Task description:
Below is a block of data; give all of it again word for word.

(Saved entries)
════
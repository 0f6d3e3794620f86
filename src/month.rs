use std::fmt::Display;
use std::str::FromStr;

use chrono::{Datelike, Local, NaiveDate};
use serde::{Deserialize, Serialize};

use crate::errors::NeedsbookError;

/// A calendar month, written as `YYYY-MM`.
///
/// Month arithmetic works on the year/month pair directly, so the result never
/// depends on the day of month or on the local timezone.
#[derive(Debug, Clone, Copy, PartialEq, Eq, PartialOrd, Ord, Hash, Serialize, Deserialize)]
#[serde(try_from = "String", into = "String")]
pub struct MonthKey {
    year: i32,
    month: u32,
}

impl MonthKey {
    pub fn new(year: i32, month: u32) -> Result<Self, NeedsbookError> {
        if !(1..=12).contains(&month) {
            return Err(NeedsbookError::Parse(format!(
                "month must be between 1 and 12, got {month}"
            )));
        }
        if !(0..=9999).contains(&year) {
            return Err(NeedsbookError::Parse(format!(
                "year must have four digits, got {year}"
            )));
        }
        Ok(Self { year, month })
    }

    pub fn from_date(date: NaiveDate) -> Self {
        Self {
            year: date.year(),
            month: date.month(),
        }
    }

    pub fn current() -> Self {
        Self::from_date(Local::now().date_naive())
    }

    /// The month before `self`, or `None` at `0000-01`.
    pub fn previous(&self) -> Option<Self> {
        if self.month > 1 {
            Some(Self {
                year: self.year,
                month: self.month - 1,
            })
        } else if self.year > 0 {
            Some(Self {
                year: self.year - 1,
                month: 12,
            })
        } else {
            None
        }
    }

    /// The `count` months ending at `self`, newest first. Stops early at
    /// `0000-01`.
    pub fn recent(&self, count: usize) -> Vec<Self> {
        std::iter::successors(Some(*self), MonthKey::previous)
            .take(count)
            .collect()
    }
}

impl Display for MonthKey {
    fn fmt(&self, f: &mut std::fmt::Formatter<'_>) -> std::fmt::Result {
        write!(f, "{:04}-{:02}", self.year, self.month)
    }
}

impl FromStr for MonthKey {
    type Err = NeedsbookError;

    fn from_str(s: &str) -> Result<Self, Self::Err> {
        let invalid = || NeedsbookError::Parse(format!("'{s}' is not a month, expected YYYY-MM"));
        let (year, month) = s.trim().split_once('-').ok_or_else(invalid)?;
        if year.len() != 4 || month.len() != 2 {
            return Err(invalid());
        }
        if !year.chars().chain(month.chars()).all(|c| c.is_ascii_digit()) {
            return Err(invalid());
        }
        let year = year.parse::<i32>().map_err(|_| invalid())?;
        let month = month.parse::<u32>().map_err(|_| invalid())?;
        Self::new(year, month)
    }
}

impl TryFrom<String> for MonthKey {
    type Error = NeedsbookError;

    fn try_from(value: String) -> Result<Self, Self::Error> {
        value.parse()
    }
}

impl From<MonthKey> for String {
    fn from(value: MonthKey) -> Self {
        value.to_string()
    }
}

#[cfg(test)]
mod tests {
    use super::*;
    use proptest::prelude::*;

    fn key(s: &str) -> MonthKey {
        s.parse().unwrap()
    }

    #[test]
    fn previous_crosses_year_boundary() {
        assert_eq!(key("2024-01").previous(), Some(key("2023-12")));
        assert_eq!(key("2024-03").previous(), Some(key("2024-02")));
    }

    #[test]
    fn year_zero_has_no_predecessor() {
        assert_eq!(key("0000-02").previous(), Some(key("0000-01")));
        assert_eq!(key("0000-01").previous(), None);
        assert_eq!(key("0001-01").previous(), Some(key("0000-12")));
    }

    #[test]
    fn recent_stops_at_year_zero() {
        let months = key("0000-03").recent(18);
        assert_eq!(months, [key("0000-03"), key("0000-02"), key("0000-01")]);
        for month in key("0001-06").recent(usize::MAX) {
            assert_eq!(month.to_string().parse::<MonthKey>().unwrap(), month);
        }
    }

    #[test]
    fn formats_with_padding() {
        assert_eq!(MonthKey::new(987, 4).unwrap().to_string(), "0987-04");
        assert_eq!(key("2024-11").to_string(), "2024-11");
    }

    #[test]
    fn rejects_malformed_keys() {
        for bad in ["2024-13", "2024-00", "2024-1", "24-01", "2024/01", "", "abcd-ef", "2024-+1"] {
            assert!(bad.parse::<MonthKey>().is_err(), "accepted {bad:?}");
        }
    }

    #[test]
    fn recent_lists_newest_first() {
        let months: Vec<String> = key("2024-02")
            .recent(4)
            .into_iter()
            .map(|m| m.to_string())
            .collect();
        assert_eq!(months, ["2024-02", "2024-01", "2023-12", "2023-11"]);
    }

    #[test]
    fn dst_transition_days_stay_in_their_month() {
        // last Sunday of March and October, the usual European DST switches
        let march = NaiveDate::from_ymd_opt(2024, 3, 31).unwrap();
        let october = NaiveDate::from_ymd_opt(2024, 10, 27).unwrap();
        assert_eq!(MonthKey::from_date(march), key("2024-03"));
        assert_eq!(MonthKey::from_date(october), key("2024-10"));
        assert_eq!(MonthKey::from_date(march).previous(), Some(key("2024-02")));
    }

    proptest! {
        #[test]
        fn same_month_same_key(year in 1i32..9999, month in 1u32..=12, d1 in 1u32..=28, d2 in 1u32..=28) {
            let a = NaiveDate::from_ymd_opt(year, month, d1).unwrap();
            let b = NaiveDate::from_ymd_opt(year, month, d2).unwrap();
            prop_assert_eq!(MonthKey::from_date(a), MonthKey::from_date(b));
        }

        #[test]
        fn previous_is_calendar_predecessor(year in 1i32..9999, month in 1u32..=12, day in 1u32..=28) {
            let date = NaiveDate::from_ymd_opt(year, month, day).unwrap();
            let first_of_month = NaiveDate::from_ymd_opt(year, month, 1).unwrap();
            let day_before = first_of_month.pred_opt().unwrap();
            prop_assert_eq!(MonthKey::from_date(date).previous(), Some(MonthKey::from_date(day_before)));
        }

        #[test]
        fn text_form_parses_back(year in 0i32..=9999, month in 1u32..=12) {
            let month_key = MonthKey::new(year, month).unwrap();
            prop_assert_eq!(month_key.to_string().parse::<MonthKey>().unwrap(), month_key);
        }
    }
}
════
Result:
repository 0f6d3e3794620f86
filename src/month.rs
use std::fmt::Display;
use std::str::FromStr;

use chrono::{Datelike, Local, NaiveDate};
use serde::{Deserialize, Serialize};

use crate::errors::NeedsbookError;

/// A calendar month, written as `YYYY-MM`.
///
/// Month arithmetic works on the year/month pair directly, so the result never
/// depends on the day of month or on the local timezone.
#[derive(Debug, Clone, Copy, PartialEq, Eq, PartialOrd, Ord, Hash, Serialize, Deserialize)]
#[serde(try_from = "String", into = "String")]
pub struct MonthKey {
    year: i32,
    month: u32,
}

impl MonthKey {
    pub fn new(year: i32, month: u32) -> Result<Self, NeedsbookError> {
        if !(1..=12).contains(&month) {
            return Err(NeedsbookError::Parse(format!(
                "month must be between 1 and 12, got {month}"
            )));
        }
        if !(0..=9999).contains(&year) {
            return Err(NeedsbookError::Parse(format!(
                "year must have four digits, got {year}"
            )));
        }
        Ok(Self { year, month })
    }

    pub fn from_date(date: NaiveDate) -> Self {
        Self {
            year: date.year(),
            month: date.month(),
        }
    }

    pub fn current() -> Self {
        Self::from_date(Local::now().date_naive())
    }

    /// The month before `self`, or `None` at `0000-01`.
    pub fn previous(&self) -> Option<Self> {
        if self.month > 1 {
            Some(Self {
                year: self.year,
                month: self.month - 1,
            })
        } else if self.year > 0 {
            Some(Self {
                year: self.year - 1,
                month: 12,
            })
        } else {
            None
        }
    }

    /// The `count` months ending at `self`, newest first. Stops early at
    /// `0000-01`.
    pub fn recent(&self, count: usize) -> Vec<Self> {
        std::iter::successors(Some(*self), MonthKey::previous)
            .take(count)
            .collect()
    }
}

impl Display for MonthKey {
    fn fmt(&self, f: &mut std::fmt::Formatter<'_>) -> std::fmt::Result {
        write!(f, "{:04}-{:02}", self.year, self.month)
    }
}

impl FromStr for MonthKey {
    type Err = NeedsbookError;

    fn from_str(s: &str) -> Result<Self, Self::Err> {
        let invalid = || NeedsbookError::Parse(format!("'{s}' is not a month, expected YYYY-MM"));
        let (year, month) = s.trim().split_once('-').ok_or_else(invalid)?;
        if year.len() != 4 || month.len() != 2 {
            return Err(invalid());
        }
        if !year.chars().chain(month.chars()).all(|c| c.is_ascii_digit()) {
            return Err(invalid());
        }
        let year = year.parse::<i32>().map_err(|_| invalid())?;
        let month = month.parse::<u32>().map_err(|_| invalid())?;
        Self::new(year, month)
    }
}

impl TryFrom<String> for MonthKey {
    type Error = NeedsbookError;

    fn try_from(value: String) -> Result<Self, Self::Error> {
        value.parse()
    }
}

impl From<MonthKey> for String {
    fn from(value: MonthKey) -> Self {
        value.to_string()
    }
}

#[cfg(test)]
mod tests {
    use super::*;
    use proptest::prelude::*;

    fn key(s: &str) -> MonthKey {
        s.parse().unwrap()
    }

    #[test]
    fn previous_crosses_year_boundary() {
        assert_eq!(key("2024-01").previous(), Some(key("2023-12")));
        assert_eq!(key("2024-03").previous(), Some(key("2024-02")));
    }

    #[test]
    fn year_zero_has_no_predecessor() {
        assert_eq!(key("0000-02").previous(), Some(key("0000-01")));
        assert_eq!(key("0000-01").previous(), None);
        assert_eq!(key("0001-01").previous(), Some(key("0000-12")));
    }

    #[test]
    fn recent_stops_at_year_zero() {
        let months = key("0000-03").recent(18);
        assert_eq!(months, [key("0000-03"), key("0000-02"), key("0000-01")]);
        for month in key("0001-06").recent(usize::MAX) {
            assert_eq!(month.to_string().parse::<MonthKey>().unwrap(), month);
        }
    }

    #[test]
    fn formats_with_padding() {
        assert_eq!(MonthKey::new(987, 4).unwrap().to_string(), "0987-04");
        assert_eq!(key("2024-11").to_string(), "2024-11");
    }

    #[test]
    fn rejects_malformed_keys() {
        for bad in ["2024-13", "2024-00", "2024-1", "24-01", "2024/01", "", "abcd-ef", "2024-+1"] {
            assert!(bad.parse::<MonthKey>().is_err(), "accepted {bad:?}");
        }
    }

    #[test]
    fn recent_lists_newest_first() {
        let months: Vec<String> = key("2024-02")
            .recent(4)
            .into_iter()
            .map(|m| m.to_string())
            .collect();
        assert_eq!(months, ["2024-02", "2024-01", "2023-12", "2023-11"]);
    }

    #[test]
    fn dst_transition_days_stay_in_their_month() {
        // last Sunday of March and October, the usual European DST switches
        let march = NaiveDate::from_ymd_opt(2024, 3, 31).unwrap();
        let october = NaiveDate::from_ymd_opt(2024, 10, 27).unwrap();
        assert_eq!(MonthKey::from_date(march), key("2024-03"));
        assert_eq!(MonthKey::from_date(october), key("2024-10"));
        assert_eq!(MonthKey::from_date(march).previous(), Some(key("2024-02")));
    }

    proptest! {
        #[test]
        fn same_month_same_key(year in 1i32..9999, month in 1u32..=12, d1 in 1u32..=28, d2 in 1u32..=28) {
            let a = NaiveDate::from_ymd_opt(year, month, d1).unwrap();
            let b = NaiveDate::from_ymd_opt(year, month, d2).unwrap();
            prop_assert_eq!(MonthKey::from_date(a), MonthKey::from_date(b));
        }

        #[test]
        fn previous_is_calendar_predecessor(year in 1i32..9999, month in 1u32..=12, day in 1u32..=28) {
            let date = NaiveDate::from_ymd_opt(year, month, day).unwrap();
            let first_of_month = NaiveDate::from_ymd_opt(year, month, 1).unwrap();
            let day_before = first_of_month.pred_opt().unwrap();
            prop_assert_eq!(MonthKey::from_date(date).previous(), Some(MonthKey::from_date(day_before)));
        }

        #[test]
        fn text_form_parses_back(year in 0i32..=9999, month in 1u32..=12) {
            let month_key = MonthKey::new(year, month).unwrap();
            prop_assert_eq!(month_key.to_string().parse::<MonthKey>().unwrap(), month_key);
        }
    }
}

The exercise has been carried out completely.